* **What this task involves**
Look through the entries below and extract exactly the lines from the one containing "is simply lost" through the one containing "RiskLevel::Low", ends included.

* **Source material**

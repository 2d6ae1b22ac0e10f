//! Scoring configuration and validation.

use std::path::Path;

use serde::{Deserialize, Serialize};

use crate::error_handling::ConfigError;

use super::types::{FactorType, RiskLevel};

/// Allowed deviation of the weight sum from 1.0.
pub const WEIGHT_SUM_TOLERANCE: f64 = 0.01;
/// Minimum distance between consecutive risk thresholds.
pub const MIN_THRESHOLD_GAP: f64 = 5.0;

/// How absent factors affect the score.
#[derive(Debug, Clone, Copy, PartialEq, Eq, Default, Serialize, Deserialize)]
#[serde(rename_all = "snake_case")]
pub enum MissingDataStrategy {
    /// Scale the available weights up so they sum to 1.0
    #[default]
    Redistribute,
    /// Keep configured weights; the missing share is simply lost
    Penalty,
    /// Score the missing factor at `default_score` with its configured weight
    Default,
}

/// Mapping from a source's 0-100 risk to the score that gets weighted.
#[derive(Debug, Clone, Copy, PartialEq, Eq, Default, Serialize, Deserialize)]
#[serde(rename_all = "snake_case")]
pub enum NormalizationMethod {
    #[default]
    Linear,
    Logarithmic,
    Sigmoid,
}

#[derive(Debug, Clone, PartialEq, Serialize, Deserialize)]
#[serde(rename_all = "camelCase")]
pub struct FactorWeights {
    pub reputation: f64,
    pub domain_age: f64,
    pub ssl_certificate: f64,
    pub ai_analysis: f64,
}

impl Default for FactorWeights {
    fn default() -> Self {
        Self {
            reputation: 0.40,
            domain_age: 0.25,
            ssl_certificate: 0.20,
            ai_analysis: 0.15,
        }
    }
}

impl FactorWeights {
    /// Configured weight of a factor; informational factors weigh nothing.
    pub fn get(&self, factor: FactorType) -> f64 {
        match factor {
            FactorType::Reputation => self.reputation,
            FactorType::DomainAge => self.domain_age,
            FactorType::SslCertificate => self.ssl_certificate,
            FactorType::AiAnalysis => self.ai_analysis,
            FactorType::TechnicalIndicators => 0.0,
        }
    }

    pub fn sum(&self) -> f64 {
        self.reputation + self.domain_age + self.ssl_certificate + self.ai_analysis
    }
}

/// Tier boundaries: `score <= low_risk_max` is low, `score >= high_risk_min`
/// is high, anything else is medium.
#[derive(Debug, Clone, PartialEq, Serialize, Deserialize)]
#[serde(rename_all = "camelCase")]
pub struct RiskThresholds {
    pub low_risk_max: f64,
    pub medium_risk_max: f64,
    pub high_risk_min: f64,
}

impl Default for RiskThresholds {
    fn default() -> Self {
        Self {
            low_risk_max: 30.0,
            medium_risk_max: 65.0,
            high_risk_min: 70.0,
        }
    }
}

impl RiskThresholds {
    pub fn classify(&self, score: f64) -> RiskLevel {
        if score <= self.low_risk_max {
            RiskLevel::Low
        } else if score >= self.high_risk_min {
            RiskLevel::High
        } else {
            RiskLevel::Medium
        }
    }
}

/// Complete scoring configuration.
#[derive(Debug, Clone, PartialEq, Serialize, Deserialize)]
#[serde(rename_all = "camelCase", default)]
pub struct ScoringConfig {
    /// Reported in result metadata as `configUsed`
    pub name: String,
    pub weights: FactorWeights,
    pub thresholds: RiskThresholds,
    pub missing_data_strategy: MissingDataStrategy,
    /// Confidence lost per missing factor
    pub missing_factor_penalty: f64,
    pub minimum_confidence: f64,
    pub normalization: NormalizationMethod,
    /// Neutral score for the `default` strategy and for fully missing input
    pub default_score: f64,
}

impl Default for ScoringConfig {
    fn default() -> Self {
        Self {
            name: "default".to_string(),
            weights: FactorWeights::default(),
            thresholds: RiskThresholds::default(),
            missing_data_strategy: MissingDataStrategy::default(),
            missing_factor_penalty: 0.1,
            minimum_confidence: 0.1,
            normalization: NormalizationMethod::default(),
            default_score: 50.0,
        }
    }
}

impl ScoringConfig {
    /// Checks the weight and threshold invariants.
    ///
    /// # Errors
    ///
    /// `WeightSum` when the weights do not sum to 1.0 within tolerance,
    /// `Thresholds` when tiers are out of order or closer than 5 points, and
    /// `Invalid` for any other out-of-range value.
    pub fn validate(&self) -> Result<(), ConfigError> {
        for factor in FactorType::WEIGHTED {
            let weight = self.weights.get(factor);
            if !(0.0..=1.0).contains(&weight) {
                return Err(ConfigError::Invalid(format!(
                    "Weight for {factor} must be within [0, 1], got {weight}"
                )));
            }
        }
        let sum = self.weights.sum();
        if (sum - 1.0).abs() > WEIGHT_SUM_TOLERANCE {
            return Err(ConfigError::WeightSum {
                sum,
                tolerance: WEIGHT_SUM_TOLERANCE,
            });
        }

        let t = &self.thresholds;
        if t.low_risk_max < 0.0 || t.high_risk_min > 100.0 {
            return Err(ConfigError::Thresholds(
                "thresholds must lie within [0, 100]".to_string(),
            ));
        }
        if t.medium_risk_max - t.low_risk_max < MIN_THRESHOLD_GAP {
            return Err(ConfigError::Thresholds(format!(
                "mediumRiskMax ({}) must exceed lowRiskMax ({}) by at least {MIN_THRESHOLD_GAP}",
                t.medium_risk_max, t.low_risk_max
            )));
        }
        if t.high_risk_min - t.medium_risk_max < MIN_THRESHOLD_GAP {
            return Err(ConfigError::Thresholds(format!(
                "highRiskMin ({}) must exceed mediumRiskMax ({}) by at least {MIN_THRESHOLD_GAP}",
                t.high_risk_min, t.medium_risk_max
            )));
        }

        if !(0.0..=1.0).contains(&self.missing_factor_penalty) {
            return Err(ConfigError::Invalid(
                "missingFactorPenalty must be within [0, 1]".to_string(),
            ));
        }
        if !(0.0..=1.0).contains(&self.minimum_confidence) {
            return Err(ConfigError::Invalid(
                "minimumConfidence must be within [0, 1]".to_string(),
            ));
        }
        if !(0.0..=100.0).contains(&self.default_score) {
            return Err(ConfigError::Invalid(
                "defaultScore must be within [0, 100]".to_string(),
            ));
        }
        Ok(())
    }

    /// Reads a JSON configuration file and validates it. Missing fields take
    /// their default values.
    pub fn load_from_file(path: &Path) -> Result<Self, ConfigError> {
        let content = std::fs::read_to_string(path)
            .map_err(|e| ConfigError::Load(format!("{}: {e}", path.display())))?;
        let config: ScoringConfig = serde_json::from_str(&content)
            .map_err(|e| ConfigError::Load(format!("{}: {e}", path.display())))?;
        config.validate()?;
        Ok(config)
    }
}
--
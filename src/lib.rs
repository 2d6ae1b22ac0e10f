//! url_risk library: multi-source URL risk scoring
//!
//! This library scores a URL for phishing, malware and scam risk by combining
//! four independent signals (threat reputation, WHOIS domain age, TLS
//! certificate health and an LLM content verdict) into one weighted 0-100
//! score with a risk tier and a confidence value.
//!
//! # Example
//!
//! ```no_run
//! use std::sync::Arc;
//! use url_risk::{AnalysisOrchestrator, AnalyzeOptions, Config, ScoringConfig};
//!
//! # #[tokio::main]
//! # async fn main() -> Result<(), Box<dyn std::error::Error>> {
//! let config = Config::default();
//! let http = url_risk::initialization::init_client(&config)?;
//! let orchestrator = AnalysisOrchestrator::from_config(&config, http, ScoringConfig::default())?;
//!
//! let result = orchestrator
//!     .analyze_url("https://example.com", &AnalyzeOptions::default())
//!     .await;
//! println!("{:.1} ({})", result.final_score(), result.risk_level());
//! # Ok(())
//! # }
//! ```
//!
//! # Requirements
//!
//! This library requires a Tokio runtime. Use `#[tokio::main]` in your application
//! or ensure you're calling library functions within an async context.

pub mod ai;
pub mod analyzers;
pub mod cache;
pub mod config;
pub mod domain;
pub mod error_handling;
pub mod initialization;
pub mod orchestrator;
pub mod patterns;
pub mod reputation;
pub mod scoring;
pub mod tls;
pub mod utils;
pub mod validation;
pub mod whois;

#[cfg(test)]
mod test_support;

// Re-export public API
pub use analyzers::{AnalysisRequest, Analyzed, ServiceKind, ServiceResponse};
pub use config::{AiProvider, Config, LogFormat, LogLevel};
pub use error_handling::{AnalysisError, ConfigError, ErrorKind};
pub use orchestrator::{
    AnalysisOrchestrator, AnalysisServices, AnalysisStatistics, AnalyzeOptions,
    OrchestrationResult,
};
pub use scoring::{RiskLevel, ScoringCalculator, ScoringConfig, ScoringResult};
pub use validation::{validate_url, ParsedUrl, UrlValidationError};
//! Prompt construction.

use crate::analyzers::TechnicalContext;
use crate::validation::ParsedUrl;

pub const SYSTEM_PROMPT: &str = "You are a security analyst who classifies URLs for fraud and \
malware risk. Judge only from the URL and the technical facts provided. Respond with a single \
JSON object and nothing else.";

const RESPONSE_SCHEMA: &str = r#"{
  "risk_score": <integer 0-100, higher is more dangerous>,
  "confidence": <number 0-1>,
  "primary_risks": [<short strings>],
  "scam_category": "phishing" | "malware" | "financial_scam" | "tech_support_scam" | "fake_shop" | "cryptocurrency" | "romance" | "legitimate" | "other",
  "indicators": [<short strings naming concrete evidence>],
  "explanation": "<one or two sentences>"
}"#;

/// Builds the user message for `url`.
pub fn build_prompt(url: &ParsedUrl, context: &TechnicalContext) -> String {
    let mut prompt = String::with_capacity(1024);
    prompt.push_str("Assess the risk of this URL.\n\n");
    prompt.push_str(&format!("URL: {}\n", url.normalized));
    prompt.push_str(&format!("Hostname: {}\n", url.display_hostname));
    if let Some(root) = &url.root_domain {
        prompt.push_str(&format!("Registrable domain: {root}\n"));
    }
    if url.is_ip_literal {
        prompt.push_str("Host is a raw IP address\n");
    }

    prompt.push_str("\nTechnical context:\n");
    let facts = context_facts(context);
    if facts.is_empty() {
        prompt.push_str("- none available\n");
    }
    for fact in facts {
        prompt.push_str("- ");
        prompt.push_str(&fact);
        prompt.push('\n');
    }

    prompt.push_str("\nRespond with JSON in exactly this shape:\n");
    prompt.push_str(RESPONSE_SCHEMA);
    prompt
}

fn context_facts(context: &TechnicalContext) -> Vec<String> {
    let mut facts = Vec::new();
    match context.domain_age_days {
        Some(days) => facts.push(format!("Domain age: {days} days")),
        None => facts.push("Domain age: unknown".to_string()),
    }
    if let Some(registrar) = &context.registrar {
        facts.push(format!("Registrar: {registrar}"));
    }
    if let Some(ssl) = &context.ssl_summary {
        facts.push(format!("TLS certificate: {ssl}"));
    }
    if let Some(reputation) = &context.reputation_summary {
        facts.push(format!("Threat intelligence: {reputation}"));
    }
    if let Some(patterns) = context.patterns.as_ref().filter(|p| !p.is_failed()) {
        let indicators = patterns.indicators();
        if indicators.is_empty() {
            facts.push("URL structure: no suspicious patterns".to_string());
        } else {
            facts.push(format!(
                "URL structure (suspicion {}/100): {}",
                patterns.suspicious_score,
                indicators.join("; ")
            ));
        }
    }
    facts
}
--
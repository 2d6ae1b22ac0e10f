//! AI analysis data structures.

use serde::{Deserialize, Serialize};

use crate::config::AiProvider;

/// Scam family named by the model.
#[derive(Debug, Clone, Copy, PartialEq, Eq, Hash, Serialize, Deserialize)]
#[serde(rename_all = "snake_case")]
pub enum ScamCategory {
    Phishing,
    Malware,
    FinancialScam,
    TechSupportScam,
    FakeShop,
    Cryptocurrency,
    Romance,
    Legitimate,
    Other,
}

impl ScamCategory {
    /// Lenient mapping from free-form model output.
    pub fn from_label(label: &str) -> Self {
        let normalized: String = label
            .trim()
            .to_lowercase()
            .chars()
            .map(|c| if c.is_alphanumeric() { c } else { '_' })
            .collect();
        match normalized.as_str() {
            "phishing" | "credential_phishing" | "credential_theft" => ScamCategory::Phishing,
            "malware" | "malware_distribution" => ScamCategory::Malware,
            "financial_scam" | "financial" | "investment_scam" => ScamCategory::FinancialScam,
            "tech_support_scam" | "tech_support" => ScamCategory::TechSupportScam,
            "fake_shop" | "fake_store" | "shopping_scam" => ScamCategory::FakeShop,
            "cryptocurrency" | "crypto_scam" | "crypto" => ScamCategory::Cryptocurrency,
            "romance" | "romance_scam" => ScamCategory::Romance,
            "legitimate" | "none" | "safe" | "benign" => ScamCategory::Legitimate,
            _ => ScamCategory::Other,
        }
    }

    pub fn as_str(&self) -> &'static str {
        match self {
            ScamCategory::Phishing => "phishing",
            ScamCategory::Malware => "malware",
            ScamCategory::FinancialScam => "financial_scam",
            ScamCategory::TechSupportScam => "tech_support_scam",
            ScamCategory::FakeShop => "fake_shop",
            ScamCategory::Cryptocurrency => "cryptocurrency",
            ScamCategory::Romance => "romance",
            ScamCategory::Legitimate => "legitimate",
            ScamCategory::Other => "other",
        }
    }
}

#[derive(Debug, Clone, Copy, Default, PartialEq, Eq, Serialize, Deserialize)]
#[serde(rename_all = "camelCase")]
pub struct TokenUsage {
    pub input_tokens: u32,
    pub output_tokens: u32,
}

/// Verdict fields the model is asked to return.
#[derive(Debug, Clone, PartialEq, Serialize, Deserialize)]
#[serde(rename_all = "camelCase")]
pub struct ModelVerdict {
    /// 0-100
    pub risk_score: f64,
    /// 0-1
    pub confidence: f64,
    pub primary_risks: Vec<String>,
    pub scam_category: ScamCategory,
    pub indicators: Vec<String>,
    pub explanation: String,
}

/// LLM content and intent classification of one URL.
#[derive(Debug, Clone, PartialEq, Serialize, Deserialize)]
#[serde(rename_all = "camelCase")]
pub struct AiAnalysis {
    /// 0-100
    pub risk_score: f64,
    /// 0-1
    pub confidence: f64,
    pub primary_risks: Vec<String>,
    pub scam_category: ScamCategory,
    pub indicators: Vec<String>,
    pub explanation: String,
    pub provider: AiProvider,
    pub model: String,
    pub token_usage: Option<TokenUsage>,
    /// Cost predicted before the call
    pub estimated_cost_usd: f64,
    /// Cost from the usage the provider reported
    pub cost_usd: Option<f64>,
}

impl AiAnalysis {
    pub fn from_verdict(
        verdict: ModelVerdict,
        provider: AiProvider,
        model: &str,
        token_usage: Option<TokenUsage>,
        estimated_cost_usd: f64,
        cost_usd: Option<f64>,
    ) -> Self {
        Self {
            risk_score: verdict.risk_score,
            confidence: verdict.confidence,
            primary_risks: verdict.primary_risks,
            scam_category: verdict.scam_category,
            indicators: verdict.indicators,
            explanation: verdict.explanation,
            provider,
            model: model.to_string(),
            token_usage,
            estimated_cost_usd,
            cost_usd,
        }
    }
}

* **Exercise output**
    /// Keep configured weights; the missing share is simply lost
    Penalty,
    /// Score the missing factor at `default_score` with its configured weight
    Default,
}

/// Mapping from a source's 0-100 risk to the score that gets weighted.
#[derive(Debug, Clone, Copy, PartialEq, Eq, Default, Serialize, Deserialize)]
#[serde(rename_all = "snake_case")]
pub enum NormalizationMethod {
    #[default]
    Linear,
    Logarithmic,
    Sigmoid,
}

#[derive(Debug, Clone, PartialEq, Serialize, Deserialize)]
#[serde(rename_all = "camelCase")]
pub struct FactorWeights {
    pub reputation: f64,
    pub domain_age: f64,
    pub ssl_certificate: f64,
    pub ai_analysis: f64,
}

impl Default for FactorWeights {
    fn default() -> Self {
        Self {
            reputation: 0.40,
            domain_age: 0.25,
            ssl_certificate: 0.20,
            ai_analysis: 0.15,
        }
    }
}

impl FactorWeights {
    /// Configured weight of a factor; informational factors weigh nothing.
    pub fn get(&self, factor: FactorType) -> f64 {
        match factor {
            FactorType::Reputation => self.reputation,
            FactorType::DomainAge => self.domain_age,
            FactorType::SslCertificate => self.ssl_certificate,
            FactorType::AiAnalysis => self.ai_analysis,
            FactorType::TechnicalIndicators => 0.0,
        }
    }

    pub fn sum(&self) -> f64 {
        self.reputation + self.domain_age + self.ssl_certificate + self.ai_analysis
    }
}

/// Tier boundaries: `score <= low_risk_max` is low, `score >= high_risk_min`
/// is high, anything else is medium.
#[derive(Debug, Clone, PartialEq, Serialize, Deserialize)]
#[serde(rename_all = "camelCase")]
pub struct RiskThresholds {
    pub low_risk_max: f64,
    pub medium_risk_max: f64,
    pub high_risk_min: f64,
}

impl Default for RiskThresholds {
    fn default() -> Self {
        Self {
            low_risk_max: 30.0,
            medium_risk_max: 65.0,
            high_risk_min: 70.0,
        }
    }
}

impl RiskThresholds {
    pub fn classify(&self, score: f64) -> RiskLevel {
        if score <= self.low_risk_max {
            RiskLevel::Low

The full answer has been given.